The whole listing that follows should be printed again, unchanged.

* [Data extract]:
:::
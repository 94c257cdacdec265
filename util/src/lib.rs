pub mod outline;
pub mod question;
:::
* [Solution to the problem]:
repository 94c257cdacdec265
filename util/src/lib.rs
pub mod outline;
pub mod question;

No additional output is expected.